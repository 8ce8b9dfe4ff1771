//! Query Metrics
//!
//! Per-operation counters and latency tracking for the similarity engine.

use std::fmt;
use std::sync::atomic::{AtomicU64, Ordering};
use std::time::Duration;

/// Engine operations tracked by [`Metrics`]
#[derive(Debug, Clone, Copy, PartialEq, Eq, Hash)]
pub enum Operation {
    ScoreAll,
    TopK,
    BestMatch,
    Normalize,
}

impl Operation {
    /// Every tracked operation, in report order
    pub const ALL: [Operation; 4] = [
        Operation::ScoreAll,
        Operation::TopK,
        Operation::BestMatch,
        Operation::Normalize,
    ];

    /// Get the operation name
    pub fn name(self) -> &'static str {
        match self {
            Operation::ScoreAll => "score_all",
            Operation::TopK => "top_k",
            Operation::BestMatch => "best_match",
            Operation::Normalize => "normalize_all",
        }
    }

    fn slot(self) -> usize {
        self as usize
    }
}

impl fmt::Display for Operation {
    fn fmt(&self, f: &mut fmt::Formatter<'_>) -> fmt::Result {
        f.write_str(self.name())
    }
}

#[derive(Debug)]
struct OpStats {
    count: AtomicU64,
    latency_sum_us: AtomicU64,
    latency_min_us: AtomicU64,
    latency_max_us: AtomicU64,
}

impl OpStats {
    fn new() -> Self {
        Self {
            count: AtomicU64::new(0),
            latency_sum_us: AtomicU64::new(0),
            latency_min_us: AtomicU64::new(u64::MAX),
            latency_max_us: AtomicU64::new(0),
        }
    }

    fn record(&self, latency_us: u64) {
        self.count.fetch_add(1, Ordering::Relaxed);
        self.latency_sum_us.fetch_add(latency_us, Ordering::Relaxed);
        self.latency_min_us.fetch_min(latency_us, Ordering::Relaxed);
        self.latency_max_us.fetch_max(latency_us, Ordering::Relaxed);
    }
}

/// Snapshot of one operation's counters
#[derive(Debug, Clone, Copy, PartialEq)]
pub struct OpSummary {
    /// Completed operations
    pub count: u64,
    pub avg_latency_us: f64,
    pub min_latency_us: u64,
    pub max_latency_us: u64,
}

/// Metrics collector
#[derive(Debug)]
pub struct Metrics {
    ops: [OpStats; 4],
}

impl Default for Metrics {
    fn default() -> Self {
        Self::new()
    }
}

impl Metrics {
    /// Create new metrics collector
    pub fn new() -> Self {
        Self {
            ops: [OpStats::new(), OpStats::new(), OpStats::new(), OpStats::new()],
        }
    }

    /// Record one completed operation
    pub fn record(&self, op: Operation, latency: Duration) {
        let latency_us = u64::try_from(latency.as_micros()).unwrap_or(u64::MAX);
        self.ops[op.slot()].record(latency_us);
    }

    /// Get total operations count
    pub fn total_ops(&self) -> u64 {
        self.ops
            .iter()
            .map(|s| s.count.load(Ordering::Relaxed))
            .sum()
    }

    /// Counters for a single operation
    pub fn summary_for(&self, op: Operation) -> OpSummary {
        let stats = &self.ops[op.slot()];
        let count = stats.count.load(Ordering::Relaxed);
        let sum = stats.latency_sum_us.load(Ordering::Relaxed);
        let min = stats.latency_min_us.load(Ordering::Relaxed);
        OpSummary {
            count,
            avg_latency_us: if count == 0 { 0.0 } else { sum as f64 / count as f64 },
            min_latency_us: if min == u64::MAX { 0 } else { min },
            max_latency_us: stats.latency_max_us.load(Ordering::Relaxed),
        }
    }

    /// Get a summary of metrics
    pub fn summary(&self) -> String {
        let mut lines = vec![format!("Operations: {}", self.total_ops())];
        for op in Operation::ALL {
            let s = self.summary_for(op);
            if s.count == 0 {
                continue;
            }
            lines.push(format!(
                "  {}: {} | Latency (µs): avg={:.1}, min={}, max={}",
                op, s.count, s.avg_latency_us, s.min_latency_us, s.max_latency_us
            ));
        }
        lines.join("\n")
    }
}
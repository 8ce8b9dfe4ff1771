//! Vector Module
//!
//! Embedding storage, bounded ranking and parallel similarity search.

mod embedding_store;
mod engine;
mod ranking;
mod similarity;

pub use embedding_store::{EmbeddingStore, FREQUENCY_UNSET};
pub use engine::{Analogy, Neighbor, SimilarityEngine};
pub use ranking::{argmax, top_k_scores, Ranked, RankedList};
pub use similarity::{cosine_similarity, dot_product, normalize_vector, normalized, VectorOps};
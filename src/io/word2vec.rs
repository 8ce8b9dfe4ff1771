//! word2vec Binary Format
//!
//! Layout:
//! - Header: ASCII `"<vocab_size> <dimension>\n"`
//! - Records: term bytes, a space, then `dimension` little-endian f32s
//!
//! Some producers end every record with a newline and some do not; the
//! reader accepts both.

use bytes::{Buf, BufMut, BytesMut};
use std::fs::File;
use std::io::{BufRead, BufReader, BufWriter, Read, Write};
use std::path::Path;
use tracing::{debug, info};

use crate::error::{Result, SpaceError};
use crate::vector::EmbeddingStore;

const BYTES_PER_F32: usize = 4;

/// Upper bound on floats reserved up front; the store grows past it as
/// records actually arrive.
const PREALLOC_FLOATS: usize = 1 << 24;
const PREALLOC_TERMS: usize = 1 << 20;

fn parse_header(line: &[u8]) -> Result<(usize, usize)> {
    let text = String::from_utf8_lossy(line);
    let mut fields = text.split_whitespace();
    let parse = |field: Option<&str>, name: &str| -> Result<usize> {
        field.and_then(|f| f.parse().ok()).ok_or_else(|| {
            SpaceError::InvalidFormat(format!(
                "Malformed header {:?}: bad {}",
                text.trim_end(),
                name
            ))
        })
    };
    let vocab_size = parse(fields.next(), "vocabulary size")?;
    let dimension = parse(fields.next(), "dimension")?;
    Ok((vocab_size, dimension))
}

fn header_overflow(count: usize, dimension: usize) -> SpaceError {
    SpaceError::InvalidFormat(format!(
        "Header size {} x {} is out of range",
        count, dimension
    ))
}

/// Read a word2vec binary stream into a new store.
///
/// At most `max_words` records are read when given. Records with an empty
/// term still count toward that limit but are not inserted.
pub fn read_word2vec<R: BufRead>(
    reader: &mut R,
    max_words: Option<usize>,
) -> Result<EmbeddingStore> {
    let mut header = Vec::new();
    reader.read_until(b'\n', &mut header)?;
    let (vocab_size, dimension) = parse_header(&header)?;
    let count = max_words.map_or(vocab_size, |m| m.min(vocab_size));

    let record_bytes = dimension
        .checked_mul(BYTES_PER_F32)
        .ok_or_else(|| header_overflow(count, dimension))?;
    count
        .checked_mul(dimension)
        .ok_or_else(|| header_overflow(count, dimension))?;

    let prealloc = count
        .min(PREALLOC_TERMS)
        .min(PREALLOC_FLOATS / dimension.max(1));
    let mut store = EmbeddingStore::with_capacity(dimension, prealloc);
    let mut term_buf = Vec::new();
    let mut vector_buf = Vec::new();
    let mut vector = Vec::new();

    for record in 0..count {
        term_buf.clear();
        reader.read_until(b' ', &mut term_buf)?;
        if term_buf.pop() != Some(b' ') {
            return Err(SpaceError::InvalidFormat(format!(
                "Unexpected end of input in record {} of {}",
                record, count
            )));
        }

        // Skip the newline left over from the previous record, if any.
        let start = term_buf
            .iter()
            .position(|&b| b != b'\n')
            .unwrap_or(term_buf.len());
        let term = String::from_utf8_lossy(&term_buf[start..]).into_owned();

        // Buffer only what the input holds, whatever the header claims.
        vector_buf.clear();
        reader
            .by_ref()
            .take(record_bytes as u64)
            .read_to_end(&mut vector_buf)?;
        if vector_buf.len() != record_bytes {
            return Err(SpaceError::InvalidFormat(format!(
                "Vector of record {} truncated: {} of {} bytes",
                record,
                vector_buf.len(),
                record_bytes
            )));
        }
        let mut raw = &vector_buf[..];
        vector.clear();
        vector.extend((0..dimension).map(|_| raw.get_f32_le()));

        if term.is_empty() {
            debug!("Not including zero-length term from record {}", record);
            continue;
        }
        store.insert(term, &vector)?;
    }

    info!(
        "Read {} word vectors with {} dimensions",
        store.len(),
        dimension
    );
    Ok(store)
}

/// Open and read a word2vec binary file
pub fn load_word2vec(path: impl AsRef<Path>, max_words: Option<usize>) -> Result<EmbeddingStore> {
    let path = path.as_ref();
    info!("Reading word vectors from {}", path.display());
    let mut reader = BufReader::new(File::open(path)?);
    read_word2vec(&mut reader, max_words)
}

/// Write `store` in word2vec binary format, newline after every record.
///
/// Terms containing a space, or starting with a newline, cannot be
/// represented and are rejected.
pub fn write_word2vec<W: Write>(store: &EmbeddingStore, writer: &mut W) -> Result<()> {
    writer.write_all(format!("{} {}\n", store.len(), store.dimension()).as_bytes())?;

    let mut buf = BytesMut::with_capacity(store.dimension() * BYTES_PER_F32 + 64);
    for (term, vector) in store.iter() {
        if term.contains(' ') || term.starts_with('\n') {
            return Err(SpaceError::InvalidFormat(format!(
                "Term {:?} cannot be written in word2vec format",
                term
            )));
        }
        buf.clear();
        buf.put_slice(term.as_bytes());
        buf.put_u8(b' ');
        for &x in vector {
            buf.put_f32_le(x);
        }
        buf.put_u8(b'\n');
        writer.write_all(&buf)?;
    }
    writer.flush()?;
    Ok(())
}

/// Write `store` to a word2vec binary file
pub fn save_word2vec(store: &EmbeddingStore, path: impl AsRef<Path>) -> Result<()> {
    let mut writer = BufWriter::new(File::create(path)?);
    write_word2vec(store, &mut writer)
}
//! Persistence Module
//!
//! Snapshot files for saving and restoring an embedding store.

mod snapshot;

pub use snapshot::{decode_snapshot, encode_snapshot, load_snapshot, save_snapshot};
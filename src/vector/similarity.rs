//! Vector Arithmetic
//!
//! Dot products, magnitudes and component-wise updates on `f32` slices.

/// Magnitude and in-place accumulation on embedding vectors
pub trait VectorOps {
    fn magnitude(&self) -> f32;
    fn add_assign(&mut self, other: &Self);
    fn sub_assign(&mut self, other: &Self);
}

impl VectorOps for [f32] {
    #[inline]
    fn magnitude(&self) -> f32 {
        dot_product(self, self).sqrt()
    }

    fn add_assign(&mut self, other: &Self) {
        debug_assert_eq!(self.len(), other.len(), "Vector dimensions must match");
        for (x, y) in self.iter_mut().zip(other) {
            *x += y;
        }
    }

    fn sub_assign(&mut self, other: &Self) {
        debug_assert_eq!(self.len(), other.len(), "Vector dimensions must match");
        for (x, y) in self.iter_mut().zip(other) {
            *x -= y;
        }
    }
}

/// Compute dot product of two vectors
///
/// Uses unrolled loop for better CPU performance.
#[inline]
pub fn dot_product(a: &[f32], b: &[f32]) -> f32 {
    debug_assert_eq!(a.len(), b.len(), "Vector dimensions must match");

    let len = a.len().min(b.len());
    let mut sum = 0.0f32;

    // Process 4 elements at a time (manual unrolling)
    let chunks = len / 4;
    let remainder = len % 4;

    for i in 0..chunks {
        let idx = i * 4;
        sum += a[idx] * b[idx];
        sum += a[idx + 1] * b[idx + 1];
        sum += a[idx + 2] * b[idx + 2];
        sum += a[idx + 3] * b[idx + 3];
    }

    for i in (len - remainder)..len {
        sum += a[i] * b[i];
    }

    sum
}

/// Compute cosine similarity between two vectors
///
/// Returns value in range [-1, 1] where 1 means identical direction.
/// Zero-magnitude input yields 0.
#[inline]
pub fn cosine_similarity(a: &[f32], b: &[f32]) -> f32 {
    let denom = a.magnitude() * b.magnitude();
    if denom > 0.0 {
        dot_product(a, b) / denom
    } else {
        0.0
    }
}

/// Normalize a vector in place. Zero vectors are left as they are.
pub fn normalize_vector(v: &mut [f32]) {
    let mag = v.magnitude();
    if mag > 0.0 {
        for x in v.iter_mut() {
            *x /= mag;
        }
    }
}

/// Normalize and return a new vector
pub fn normalized(v: &[f32]) -> Vec<f32> {
    let mut result = v.to_vec();
    normalize_vector(&mut result);
    result
}

#[cfg(test)]
mod tests {
    use super::*;

    #[test]
    fn test_dot_product() {
        let a = [1.0, 2.0, 3.0];
        let b = [4.0, 5.0, 6.0];
        assert!((dot_product(&a, &b) - 32.0).abs() < 1e-6);
    }

    #[test]
    fn test_dot_product_unrolled_with_remainder() {
        let a: Vec<f32> = (1..=7).map(|x| x as f32).collect();
        let b = vec![1.0f32; 7];
        assert!((dot_product(&a, &b) - 28.0).abs() < 1e-6);
    }

    #[test]
    fn test_cosine_similarity_orthogonal() {
        let a = [1.0, 0.0, 0.0];
        let b = [0.0, 1.0, 0.0];
        assert!(cosine_similarity(&a, &b).abs() < 1e-6);
    }

    #[test]
    fn test_cosine_similarity_opposite() {
        let a = [1.0, 0.0, 0.0];
        let b = [-2.0, 0.0, 0.0];
        assert!((cosine_similarity(&a, &b) + 1.0).abs() < 1e-6);
    }

    #[test]
    fn test_cosine_similarity_zero_vector() {
        assert_eq!(cosine_similarity(&[0.0, 0.0], &[1.0, 1.0]), 0.0);
    }

    #[test]
    fn test_normalize() {
        let v = [3.0, 4.0, 0.0];
        let n = normalized(&v);
        assert!((n[0] - 0.6).abs() < 1e-6);
        assert!((n[1] - 0.8).abs() < 1e-6);
        assert!(n[2].abs() < 1e-6);
    }

    #[test]
    fn test_normalize_zero_vector_unchanged() {
        let mut v = [0.0f32; 4];
        normalize_vector(&mut v);
        assert_eq!(v, [0.0; 4]);
    }

    #[test]
    fn test_add_and_sub_assign() {
        let mut v = vec![1.0f32, 1.0];
        v.add_assign(&[2.0, 3.0]);
        assert_eq!(v, vec![3.0, 4.0]);
        v.sub_assign(&[1.0, 5.0]);
        assert_eq!(v, vec![2.0, -1.0]);
    }
}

• _ASSIGNMENT_
Wherever the word "SpaceError" turns up in the material, copy the whole line.

• _EXERCISE RESPONSE_
use crate::error::{Result, SpaceError};
            SpaceError::InvalidFormat(format!(
fn header_overflow(count: usize, dimension: usize) -> SpaceError {
    SpaceError::InvalidFormat(format!(
            return Err(SpaceError::InvalidFormat(format!(
            return Err(SpaceError::InvalidFormat(format!(
            return Err(SpaceError::InvalidFormat(format!(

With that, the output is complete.